I began to caress her, and she responded. My little happening began to get more enthusiastic. One of the problems with a spinal injury, of course, is that the muscles in legs and behind just disappear over the first weeks in hospital. Although there had been some improvement, all the physiotherapy and other exercise I had had to date just had not yet brought all the muscle back; so manoeuvring was a real giggle, and I needed considerable help to get into the right position. Embarrassingly, I then had to ask whether I was actually ‘in’! The only bit of feeling was around the ‘corona’ of the glans penis, and surprisingly that was almost painful – perhaps akin to the hyperaesthesia I was feeling in legs and feet. The more I moved, the more painful it got. Did I care? Absolutely not; I was ‘home’. There was no sensation in the shaft, or at the base of the penis, so the pain was all I had. I managed to get some movement going, and both Jan and I felt immense relief, even if I did not ejaculate. That would come later with rather a lot of hard work. Was it all worth the effort? You bet.
The second effort some days later was probably related more to wishful thinking than an erection to start the process off. I certainly was able to make Jan feel good, which was an important start. However, when things did not get going well, I thought it might be a good idea to use some Cialis, and tried half a tablet. Two hours later there just was no result; could not raise the dead! Disappointment and anxiety set in. However, several days later the erection was there, and suitably enhanced by Cialis, allowed us to have some fun – and feel sort of normal. I guess I got to learn that the psychological urge just could not get through the nerve damage on its own. You just have to wait for the reflex activity, and then capitalise. Everyone is different of course, but apparently you just can’t force these things.

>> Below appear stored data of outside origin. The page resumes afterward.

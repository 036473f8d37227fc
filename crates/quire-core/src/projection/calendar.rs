//! Calendar projection: pages grouped by day.

use std::collections::BTreeMap;

use chrono::{DateTime, NaiveDate};
use serde::Serialize;

use crate::blob::property_text;
use crate::defaults;
use crate::models::{Column, ColumnType, Page};

/// Pages falling on one calendar day.
#[derive(Debug, Clone, Serialize)]
pub struct CalendarDay<'a> {
    pub date: NaiveDate,
    pub pages: Vec<&'a Page>,
}

/// Parse a date property. Accepts `2023-10-12`, RFC 3339 timestamps, and
/// `Oct 12, 2023`.
pub fn parse_date(value: &str) -> Option<NaiveDate> {
    let value = value.trim();
    if value.is_empty() {
        return None;
    }
    NaiveDate::parse_from_str(value, "%Y-%m-%d")
        .ok()
        .or_else(|| DateTime::parse_from_rfc3339(value).ok().map(|dt| dt.date_naive()))
        .or_else(|| NaiveDate::parse_from_str(value, "%b %d, %Y").ok())
}

/// Group non-template pages by the value of the first date column (or the
/// `date` property when the schema has none). Days are ascending; pages
/// without a parseable date are skipped.
pub fn calendar<'a>(columns: &[Column], pages: &'a [Page]) -> Vec<CalendarDay<'a>> {
    let key = columns
        .iter()
        .find(|c| c.column_type == ColumnType::Date)
        .map(|c| c.id.as_str())
        .unwrap_or(defaults::DATE_KEY);

    let mut days: BTreeMap<NaiveDate, Vec<&Page>> = BTreeMap::new();
    for page in pages.iter().filter(|p| !p.is_template) {
        if let Some(date) = parse_date(&property_text(page.property(key))) {
            days.entry(date).or_default().push(page);
        }
    }
    days.into_iter()
        .map(|(date, pages)| CalendarDay { date, pages })
        .collect()
}
//! Server configuration from the environment.

use axum::http::HeaderValue;
use tracing::warn;

use quire_db::pool::DEFAULT_MAX_CONNECTIONS;

pub const DEFAULT_DATABASE_URL: &str = "sqlite://quire.sqlite";
pub const DEFAULT_HOST: &str = "0.0.0.0";
pub const DEFAULT_PORT: u16 = 3000;
pub const DEFAULT_BODY_LIMIT_MB: usize = 50;
const DEFAULT_ALLOWED_ORIGINS: &str = "http://localhost:3000,http://localhost:5173";

/// Settings for the HTTP server and its store.
#[derive(Debug, Clone)]
pub struct ServerConfig {
    pub database_url: String,
    pub max_connections: u32,
    pub host: String,
    pub port: u16,
    /// Raw CORS origin list; invalid entries are dropped when the layer is built.
    pub allowed_origins: Vec<String>,
    pub body_limit_bytes: usize,
    /// Seed the demo records into empty tables on startup.
    pub seed_demo_data: bool,
}

impl Default for ServerConfig {
    fn default() -> Self {
        Self {
            database_url: DEFAULT_DATABASE_URL.to_string(),
            max_connections: DEFAULT_MAX_CONNECTIONS,
            host: DEFAULT_HOST.to_string(),
            port: DEFAULT_PORT,
            allowed_origins: split_origins(DEFAULT_ALLOWED_ORIGINS),
            body_limit_bytes: DEFAULT_BODY_LIMIT_MB * 1024 * 1024,
            seed_demo_data: true,
        }
    }
}

impl ServerConfig {
    /// Read `DATABASE_URL`, `DB_MAX_CONNECTIONS`, `HOST`, `PORT`,
    /// `ALLOWED_ORIGINS`, `REQUEST_BODY_LIMIT_MB`, and `SEED_DEMO_DATA`.
    pub fn from_env() -> Self {
        let defaults = Self::default();
        Self {
            database_url: std::env::var("DATABASE_URL").unwrap_or(defaults.database_url),
            max_connections: parse_var("DB_MAX_CONNECTIONS").unwrap_or(defaults.max_connections),
            host: std::env::var("HOST").unwrap_or(defaults.host),
            port: parse_var("PORT").unwrap_or(defaults.port),
            allowed_origins: std::env::var("ALLOWED_ORIGINS")
                .ok()
                .map(|s| split_origins(&s))
                .filter(|list| !list.is_empty())
                .unwrap_or(defaults.allowed_origins),
            body_limit_bytes: parse_var::<usize>("REQUEST_BODY_LIMIT_MB")
                .map(|mb| mb * 1024 * 1024)
                .unwrap_or(defaults.body_limit_bytes),
            seed_demo_data: std::env::var("SEED_DEMO_DATA")
                .map(|v| parse_flag(&v))
                .unwrap_or(defaults.seed_demo_data),
        }
    }

    /// Origins as header values for the CORS layer.
    pub fn cors_origins(&self) -> Vec<HeaderValue> {
        self.allowed_origins
            .iter()
            .filter_map(|origin| match origin.parse::<HeaderValue>() {
                Ok(v) => Some(v),
                Err(e) => {
                    warn!("Invalid CORS origin '{}': {}", origin, e);
                    None
                }
            })
            .collect()
    }

    pub fn bind_address(&self) -> String {
        format!("{}:{}", self.host, self.port)
    }
}

fn parse_var<T: std::str::FromStr>(name: &str) -> Option<T> {
    std::env::var(name).ok().and_then(|v| v.trim().parse().ok())
}

fn parse_flag(value: &str) -> bool {
    !matches!(
        value.trim().to_lowercase().as_str(),
        "0" | "false" | "no" | "off"
    )
}

fn split_origins(list: &str) -> Vec<String> {
    list.split(',')
        .map(str::trim)
        .filter(|s| !s.is_empty())
        .map(str::to_string)
        .collect()
}

#[cfg(test)]
mod tests {
    use super::*;

    #[test]
    fn test_defaults() {
        let config = ServerConfig::default();
        assert_eq!(config.port, 3000);
        assert_eq!(config.database_url, "sqlite://quire.sqlite");
        assert_eq!(config.body_limit_bytes, 50 * 1024 * 1024);
        assert!(config.seed_demo_data);
        assert_eq!(config.bind_address(), "0.0.0.0:3000");
    }

    #[test]
    fn test_split_origins_skips_blanks() {
        assert_eq!(
            split_origins(" https://a.example , ,http://b.example"),
            vec!["https://a.example", "http://b.example"]
        );
    }

    #[test]
    fn test_invalid_origin_dropped() {
        let config = ServerConfig {
            allowed_origins: vec!["http://ok.example".into(), "bad\norigin".into()],
            ..Default::default()
        };
        assert_eq!(config.cors_origins().len(), 1);
    }

    #[test]
    fn test_parse_flag() {
        assert!(parse_flag("true"));
        assert!(parse_flag("1"));
        assert!(!parse_flag("false"));
        assert!(!parse_flag(" OFF "));
    }
}
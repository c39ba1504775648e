//! Seed scan of candidate documents.
//!
//! The index asks an [`AssetSource`] for every file of each candidate
//! extension exactly once per process; the per-extension sub-scans run in
//! parallel and their results are unioned.

mod walker;

pub use walker::Walker;

use crate::{IndexConfig, IndexerError};
use async_trait::async_trait;
use std::collections::HashSet;
use std::path::{Path, PathBuf};
use std::sync::Arc;
use std::time::Instant;
use tokio::task::JoinSet;
use tracing::{debug, info, warn};

/// Recursive find primitive used to seed the index.
#[async_trait]
pub trait AssetSource: Send + Sync {
    /// Every candidate document with the given extension.
    async fn find_files(&self, extension: &str) -> Result<Vec<PathBuf>, IndexerError>;
}

/// [`AssetSource`] backed by an unfiltered parallel directory walk.
#[derive(Debug, Clone)]
pub struct WalkerSource {
    walker: Walker,
}

impl WalkerSource {
    /// Walk `root` and everything below it.
    pub fn new(root: &Path, follow_symlinks: bool) -> Self {
        Self {
            walker: Walker::new(root, follow_symlinks),
        }
    }

    /// Walk the configured assets directory of a project.
    pub fn for_project(project_root: &Path, config: &IndexConfig) -> Self {
        Self::new(&config.assets_root(project_root), config.follow_symlinks)
    }
}

#[async_trait]
impl AssetSource for WalkerSource {
    async fn find_files(&self, extension: &str) -> Result<Vec<PathBuf>, IndexerError> {
        let walker = self.walker.clone();
        let extension = extension.to_string();

        tokio::task::spawn_blocking(move || walker.walk(&extension))
            .await
            .map_err(|e| IndexerError::Scan(format!("walk task failed: {e}")))?
    }
}

/// Outcome of a seed scan.
///
/// Sub-scans that succeeded still contribute their paths when another
/// sub-scan failed.
#[derive(Debug, Default)]
pub struct SeedScan {
    /// Union of every discovered path
    pub paths: HashSet<PathBuf>,
    /// One message per failed sub-scan
    pub failures: Vec<String>,
    /// Scan duration in milliseconds
    pub duration_ms: u64,
}

impl SeedScan {
    /// Collapse the failures into a single message, if any.
    pub fn failure_message(&self) -> Option<String> {
        if self.failures.is_empty() {
            None
        } else {
            Some(self.failures.join("; "))
        }
    }
}

/// Run one sub-scan per extension in parallel and union the results.
pub async fn seed_scan(source: Arc<dyn AssetSource>, extensions: &[String]) -> SeedScan {
    let start = Instant::now();
    let mut tasks = JoinSet::new();

    for extension in extensions {
        let source = source.clone();
        let extension = extension.clone();
        tasks.spawn(async move {
            let result = source.find_files(&extension).await;
            (extension, result)
        });
    }

    let mut scan = SeedScan::default();
    while let Some(joined) = tasks.join_next().await {
        match joined {
            Ok((extension, Ok(paths))) => {
                debug!(extension = %extension, count = paths.len(), "Sub-scan complete");
                scan.paths.extend(paths);
            }
            Ok((extension, Err(e))) => {
                warn!(extension = %extension, error = %e, "Sub-scan failed");
                scan.failures.push(format!("{extension}: {e}"));
            }
            Err(e) => {
                warn!(error = %e, "Sub-scan task panicked");
                scan.failures.push(e.to_string());
            }
        }
    }
    // Join order is arbitrary; keep the failure message stable.
    scan.failures.sort();

    scan.duration_ms = start.elapsed().as_millis() as u64;
    info!(
        files = scan.paths.len(),
        failures = scan.failures.len(),
        duration_ms = scan.duration_ms,
        "Seed scan complete"
    );

    scan
}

Since those first efforts, there have been improvements. My musculature is improving from the exercise program. Nerve sensation is improving; the hyperaesthesia in the glans has reduced, I can feel warmth and the beginnings of touch in the shaft and at the base of the penis. So overall my confidence is better, even though reaching orgasm is still a trial.
I suppose the postscript is that we had our follow-up meeting with the Medical Director of the spinal unit yesterday and (shock, horror) late in the interview he actually asked about sexual function, the first doctor to do so. We went into great detail, at the end of which he was able to reassure us that we are on track, and there is likely to continue to be some improvement, even if no-one can tell us how much.
Has my spinal problem affected our marriage? Strange to tell, I think we have an improved relationship. The level of intimacy is better than ever, and we are able to talk about such detail without discomfort. So far we are managing well. Which is good, because at this point I am not sure I could manage without my wife, driver, companion, carer, and …. lover.